--- START ---

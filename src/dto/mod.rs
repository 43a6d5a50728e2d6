mod requests;
mod responses;

pub use requests::{CreateThoughtRequest, ListThoughtsQuery};
pub use responses::SessionResponse;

--- END ---

▶ AIM OF THE TASK:
Copy all of the data above, character for character.

▶ WORKED SOLUTION:
filename src/dto/mod.rs
repository 43a6d5a50728e2d6
mod requests;
mod responses;

pub use requests::{CreateThoughtRequest, ListThoughtsQuery};
pub use responses::SessionResponse;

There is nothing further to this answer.